2. neural stem cells of several common methods
neural stem cell transplantation methods include: ① cell suspensions stereotactic injection; ② collagen matrix package Buried transplantation; ③ biological material (PGA, PLA, etc.) adsorption transplantation; ④ cell suspension input intravenous; ⑤ cell suspension intraventricular injection or lumbar puncture. In these transplantation methods, is usually the first three methods or by CT guided stereotactic neuronavigation system in the fixed-point transplant under the guidelines, the minimum distance between adjacent injection points for the 5mm. After the two methods is the neural stem cells into 107/ml cell suspension, by intravenous drip ventricle and the lumbar puncture or the neural stem cells injected into cerebrospinal fluid suspension, the role of cell migration through the brain or spinal cord injury area to the migration of accumulation.

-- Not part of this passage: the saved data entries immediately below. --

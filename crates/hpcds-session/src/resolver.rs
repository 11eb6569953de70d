use hpcds_transport::{BlockTransport, HttpMethod};

use crate::SessionError;

/// Resolves the session URL for a `(datasetUrl, resolution, version)`
/// read-write endpoint.
///
/// Builds `"{dataset_url}/{rx}/{ry}/{rz}/{version}/read-write"`, issues a
/// GET, and expects a `307` carrying the session URL in `Location`. Any
/// other status is logged as a warning but the `Location` header, if
/// present, is still honored — the server may use a non-307 redirect
/// convention and withholding the session URL over a status mismatch would
/// only break callers that would otherwise work. A trailing slash on the
/// returned URL is trimmed before use, since every subsequent block request
/// appends its own leading-slash suffix.
///
/// # Errors
/// Returns [`SessionError::Transport`] for connection/protocol failures and
/// [`SessionError::NoSessionUrl`] when no `Location` header is present.
pub fn resolve_session_url(
    transport: &dyn BlockTransport,
    dataset_url: &str,
    resolution: (i32, i32, i32),
    version: i32,
) -> Result<String, SessionError> {
    let (rx, ry, rz) = resolution;
    let handshake_url =
        format!("{dataset_url}/{rx}/{ry}/{rz}/{version}/read-write");

    let response = transport.request(&handshake_url, HttpMethod::Get, None, &[])?;

    if response.status != 307 {
        log::warn!(
            "session handshake for {handshake_url} returned status {}, expected 307",
            response.status
        );
    }

    let location = response.header("Location").ok_or(SessionError::NoSessionUrl)?;
    Ok(location.trim_end_matches('/').to_string())
}
use crate::{CoreError, ResolutionLevel, ResolutionUnit, Vector3, VoxelType};

/// Immutable, once-fetched dataset properties.
///
/// A value is safe to cache and share read-only across any number of
/// [`crate::Vector3`]-addressed queries; nothing here is mutated after
/// parsing.
#[derive(Debug, Clone, PartialEq)]
pub struct DatasetProperties {
    /// Dataset identifier.
    pub uuid: String,
    /// Human-readable dataset label.
    pub label: String,
    /// Voxel scalar type, uniform across every block at every level.
    pub voxel_type: VoxelType,
    /// Server-declared compression scheme name (opaque to this client).
    pub compression: String,
    /// Base-level voxel extent.
    pub dimensions: Vector3<i32>,
    /// Number of channels.
    pub channels: i32,
    /// Number of angles.
    pub angles: i32,
    /// Unit label for `voxel_resolution`.
    pub voxel_unit: String,
    /// Physical size of one base-level voxel, per axis, if declared.
    pub voxel_resolution: Option<Vector3<f64>>,
    /// Physical spacing between timepoints, if declared.
    pub timepoint_resolution: Option<ResolutionUnit>,
    /// Physical spacing between channels, if declared.
    pub channel_resolution: Option<ResolutionUnit>,
    /// Physical spacing between angles, if declared.
    pub angle_resolution: Option<ResolutionUnit>,
    /// Opaque transformation matrix blob, if declared.
    pub transformations: Option<String>,
    /// Opaque view registration blob, if declared.
    pub view_registrations: Option<String>,
    /// Declared resolution pyramid, in metadata order.
    pub resolution_levels: Vec<ResolutionLevel>,
    /// Declared dataset versions.
    pub versions: Vec<i32>,
    /// Declared timepoint identifiers.
    pub timepoint_ids: Vec<i32>,
}

impl DatasetProperties {
    /// Looks up the declared [`ResolutionLevel`] whose `resolutions`
    /// exactly matches `r`.
    ///
    /// # Errors
    /// Returns [`CoreError::LevelNotFound`] when no level matches.
    pub fn level(&self, r: Vector3<i32>) -> Result<&ResolutionLevel, CoreError> {
        self.resolution_levels
            .iter()
            .find(|level| level.resolutions == r)
            .ok_or(CoreError::LevelNotFound(r))
    }

    /// Block size in voxels at resolution level `r`.
    ///
    /// # Errors
    /// Returns [`CoreError::LevelNotFound`] when `r` is not declared.
    pub fn block_dim(&self, r: Vector3<i32>) -> Result<Vector3<i32>, CoreError> {
        Ok(self.level(r)?.block_dimensions)
    }

    /// Image voxel extent at resolution level `r`.
    ///
    /// Unlike [`Self::block_dim`], this does not require `r` to be a
    /// declared level: `imageDim(R) = dimensions / R` is well-defined for
    /// any positive factor.
    pub fn image_dim(&self, r: Vector3<i32>) -> Vector3<i32> {
        self.dimensions.div(r)
    }

    /// Number of blocks along each axis at resolution level `r`.
    ///
    /// # Errors
    /// Returns [`CoreError::LevelNotFound`] when `r` is not declared.
    pub fn block_count(&self, r: Vector3<i32>) -> Result<Vector3<i32>, CoreError> {
        let block_dim = self.block_dim(r)?;
        Ok(self.image_dim(r).ceil_div(block_dim))
    }

    /// Effective voxel size of block coordinate `c` at level `r`, clipped to
    /// the image extent on the far edges.
    ///
    /// # Errors
    /// Returns [`CoreError::LevelNotFound`] when `r` is not declared.
    pub fn block_size(&self, c: Vector3<i32>, r: Vector3<i32>) -> Result<Vector3<i32>, CoreError> {
        let block_dim = self.block_dim(r)?;
        let image_dim = self.image_dim(r);
        let zero = Vector3::splat(0);
        let high = image_dim.min((c + Vector3::splat(1)) * block_dim);
        let low = zero.max(c * block_dim);
        Ok(zero.max(high - low))
    }

    /// `true` when block coordinate `c` at level `r` has strictly positive
    /// effective size on every axis.
    pub fn is_valid_block(&self, c: Vector3<i32>, r: Vector3<i32>) -> bool {
        match self.block_size(c, r) {
            Ok(size) => size.is_positive(),
            Err(_) => false,
        }
    }

    /// Returns every declared `resolutions` factor, preserving metadata
    /// order.
    pub fn all_resolutions(&self) -> Vec<Vector3<i32>> {
        self.resolution_levels
            .iter()
            .map(|level| level.resolutions)
            .collect()
    }
}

3. neural stem cell transplantation for treatment of central nervous system injury
possible mechanisms of neural stem cell transplantation central nervous system injury mechanism is not very clear, may be related to the following factors: ① structural repair nerve tissue from injury, so that the damaged neural pathway to re-pass; ② implanted neural stem cells and settled parts of the interaction between nerve tissue and produce some cytokines, such as peptides, neurotrophic factor, interleukin-class, macrophage colony-stimulating factor and stem cell factor, these cytokines not only promote the repair of neurological function, but also can protect the implanted neural stem cell survival, proliferation, and induction of neural stem cells migrate to the damaged site. ③ neural stem cells to endothelial progenitor cells (endothelia progenitor cells, EPCs), and the role of neuronal differentiation, is conducive to the nerve damage, vascular tissue repair, neural stem cells from the blood circulation and cerebrospinal fluid circulation to the damaged brain (spinal cord) regional migration mechanism is unknown, may be related to the blood - brain barrier and cerebrospinal fluid - brain barrier opening and on the induction of certain cytokines.
IV Looking
source of neural stem cells, Induction of differentiation and transplantation for the repair due to trauma caused by the brain of spinal cord dysfunction Despite important progress, but we believe that there are a lot of work for the clinical need to do before, these include : ① solution of neural stem cells induced into and purification; ② Security: To complete the oncogenicity, toxicity and immune experiments; ③ Effectiveness: In the animal experiments to observe the transplanted neural stem cells survived and peripheral nerve cells have synaptic connections, the availability of neurotransmitter synthesis, the electrical activity of nerves and nerve function impairment with or without improvements. In short, although the neural stem cell research just getting started, there remain many challenges, but its clinical application is broad and I believe in the near future neural stem cells for repair of traumatic brain and spinal cord injury will be a major breakthrough.